Trout Creek, Mont., is home to just 400 people — and one star weight thrower.
Allen Czerwinski ’03, captain of both the indoor and outdoor men’s track teams, grew up in Trout Creek.
Montana State University, the University of Pennsylvania, Princeton University, Columbia University, and Yale all recruited him for their throwing teams, specifically for the javelin, his best event. But the soft-spoken Czerwinski wanted to leave his small town for New Haven.
This weekend, at the indoor Heptagonal Championship, Czerwinski’s leadership will play a key role in determining whether Yale finishes in the top half of the Ivy League. The meet serves as the Ivy League’s championship.
Czerwinski said his goal is to finish fourth in the weight throw at the Heptagonals.
“Al’s [Czerwinski] not a very vocal leader,” said Anthony Thomas ’03, a sprinter and long jumper who met Czerwinski on a recruiting trip to Penn back in high school. “He leads by example — He works hard for the team.”
Success, both academic and athletic, has marked Czerwinski’s life from childhood to this weekend, the last indoor Heptagonals of his career. He was valedictorian of his high school class, never earning a grade below A. And he won state championships in wrestling, baseball and javelin.
“I didn’t lose very often, which came to be a problem,” Czerwinski said. “I didn’t like losing.”
His success came despite a battle with a mild case of Tourette’s Syndrome, which Czerwinski said has not impeded his performance in track but has led other kids to make fun of him.

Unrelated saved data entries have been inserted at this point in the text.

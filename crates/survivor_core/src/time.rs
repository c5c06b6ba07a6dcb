//! Frame timing utilities.
//!
//! `Time` is produced once per rendered frame by the runner's [`TimeClock`].
//! Gameplay itself advances in fixed steps: the runner feeds every frame delta
//! into a [`FixedStep`] accumulator and runs as many updates as it reports.
//!
//! # Example
//! ```rust,ignore
//! let mut clock = TimeClock::new();
//! let mut step = FixedStep::new(1000, 100);
//! loop {
//!     let time = clock.tick();
//!     for _ in 0..step.advance(time.delta) {
//!         game.update(&input, step.dt());
//!     }
//! }
//! ```

/// A snapshot of timing information for the current frame.
#[derive(Debug, Clone, Copy, Default)]
pub struct Time {
    /// Seconds elapsed since the previous frame.  Clamped to a maximum of 0.1
    /// so a stalled frame does not trigger a burst of catch-up updates.
    pub delta: f32,

    /// Total seconds elapsed since the application started.
    pub elapsed: f64,

    /// Number of frames rendered so far (starts at 0 for the first frame).
    pub frame_count: u64,
}

// ─── Clock (lives in the runner) ───────────────────────────────────────────

/// Stateful timer that produces [`Time`] snapshots.
pub struct TimeClock {
    start:       std::time::Instant,
    last_tick:   std::time::Instant,
    frame_count: u64,
}

impl TimeClock {
    /// Create a new clock, starting the epoch now.
    pub fn new() -> Self {
        let now = std::time::Instant::now();
        Self {
            start:       now,
            last_tick:   now,
            frame_count: 0,
        }
    }

    /// Return the current [`Time`] snapshot without advancing the clock.
    pub fn peek(&self) -> Time {
        let now = std::time::Instant::now();
        Self::snapshot(self.start, self.last_tick, now, self.frame_count)
    }

    /// Advance by one frame.  Returns the [`Time`] snapshot for this frame.
    pub fn tick(&mut self) -> Time {
        let now  = std::time::Instant::now();
        let time = Self::snapshot(self.start, self.last_tick, now, self.frame_count);

        self.last_tick   = now;
        self.frame_count += 1;

        time
    }

    fn snapshot(
        start: std::time::Instant,
        last: std::time::Instant,
        now: std::time::Instant,
        frame_count: u64,
    ) -> Time {
        let raw_dt  = (now - last).as_secs_f32();
        let delta   = raw_dt.min(0.1);
        let elapsed = (now - start).as_secs_f64();
        Time { delta, elapsed, frame_count }
    }
}

impl Default for TimeClock {
    fn default() -> Self {
        Self::new()
    }
}

// ─── Fixed-step accumulator ────────────────────────────────────────────────

/// Converts variable frame deltas into a whole number of fixed-length steps.
///
/// Leftover time stays in the accumulator for the next frame.  When more than
/// `max_steps` are owed in one frame the surplus backlog is dropped instead of
/// being carried forward forever.
#[derive(Debug, Clone)]
pub struct FixedStep {
    dt:          f32,
    accumulator: f32,
    max_steps:   u32,
}

impl FixedStep {
    /// `rate_hz` is clamped to at least 1, `max_steps` to at least 1.
    pub fn new(rate_hz: u32, max_steps: u32) -> Self {
        Self {
            dt:          1.0 / rate_hz.max(1) as f32,
            accumulator: 0.0,
            max_steps:   max_steps.max(1),
        }
    }

    /// Length of one step in seconds.
    #[inline]
    pub fn dt(&self) -> f32 {
        self.dt
    }

    /// Time banked but not yet consumed by a step.
    #[inline]
    pub fn pending(&self) -> f32 {
        self.accumulator
    }

    /// Add `delta` seconds and return how many steps should run now.
    pub fn advance(&mut self, delta: f32) -> u32 {
        self.accumulator += delta.max(0.0);
        let mut steps = 0;
        while self.accumulator >= self.dt && steps < self.max_steps {
            self.accumulator -= self.dt;
            steps += 1;
        }
        if steps == self.max_steps && self.accumulator >= self.dt {
            log::debug!(
                "fixed step backlog of {:.4}s dropped",
                self.accumulator
            );
            self.accumulator %= self.dt;
        }
        steps
    }
}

“That was an interesting entity to deal with in my former years of sports,” Czerwinski said. “I would get crap about it.”
He suffers from a head shake and other tics. His father, Joe Czerwinski, said Allen has spoken with him a number of times about his health condition.
“He has said that people just get used to it,” Joe Czerwinski said.
Allen Czerwinski also had a congenital deformity in his skull formation that required an operation, leaving him with a scar from ear to ear.
“They had to cut out about a third of my skull and drain a bunch of fluid,” Czerwinski said.
Because of an increased risk of seizure, Czerwinski could not play football. Instead, he competed in basketball, track and cross country for his high school. Czerwinski calls cross country an “interesting experience in humility.”
“I wanted to have done three sports and be a triathlete,” Czerwinski said of his decision to run cross country.
When Czerwinski came to Yale, he struggled, perhaps for the first time.
“Academics blew me away freshman year,” Czerwinski said. “I was playing catch-up the whole year.”
French, he said, particularly confounded him. Czerwinski said he still remembers when the teacher finished introducing herself in English and began to speak entirely in French.
“I was lost, to put it mildly,” Czerwinski said.
But while he struggled for the first two years of college academically, he said he now has adapted.
“It’s really just been a matter of becoming comfortable with my strengths and weaknesses,” Czerwinski said.
Czerwinski tends to succeed in classes in which he has a high level of interest. A psychology major, he is now preparing to balance a senior essay with his athletic life.
“I’m confident that I can do [the essay],” Czerwinski said. “I just have to force myself to sit down.”
His father Joe said Allen Czerwinski has talked about coaching after college. Allen Czerwinski worked on javelin technique with his younger brother Douglas Czerwinski ’06 this past summer and enjoyed the teaching experience. Now, Douglas Czerwinski also throws for Yale’s team.
Allen Czerwinski works with the rest of his teammates, too. Sprinter Brandon McKay ’03 said Czerwinski was able to keep the team focused for the upcoming Heptagonals.
“Al is a good leader,” McKay said. “But he’s not like your type of raw, raw leader — He leads by example.”
Czerwinski has had previous success at the Heptagonals, finishing third and fourth in the javelin at the outdoor Heptagonals his freshman and junior years, respectively. Last year, he finished sixth at the indoor Heptagonals in the weight throw.
His best weight throw, 52 feet 6 inches, came sophomore year. He said he will need to beat that personal record and throw between 53 and 54 feet to place fourth this weekend.
No matter what happens this weekend, Czerwinski still has one more collegiate season of outdoor track and the javelin, his best event.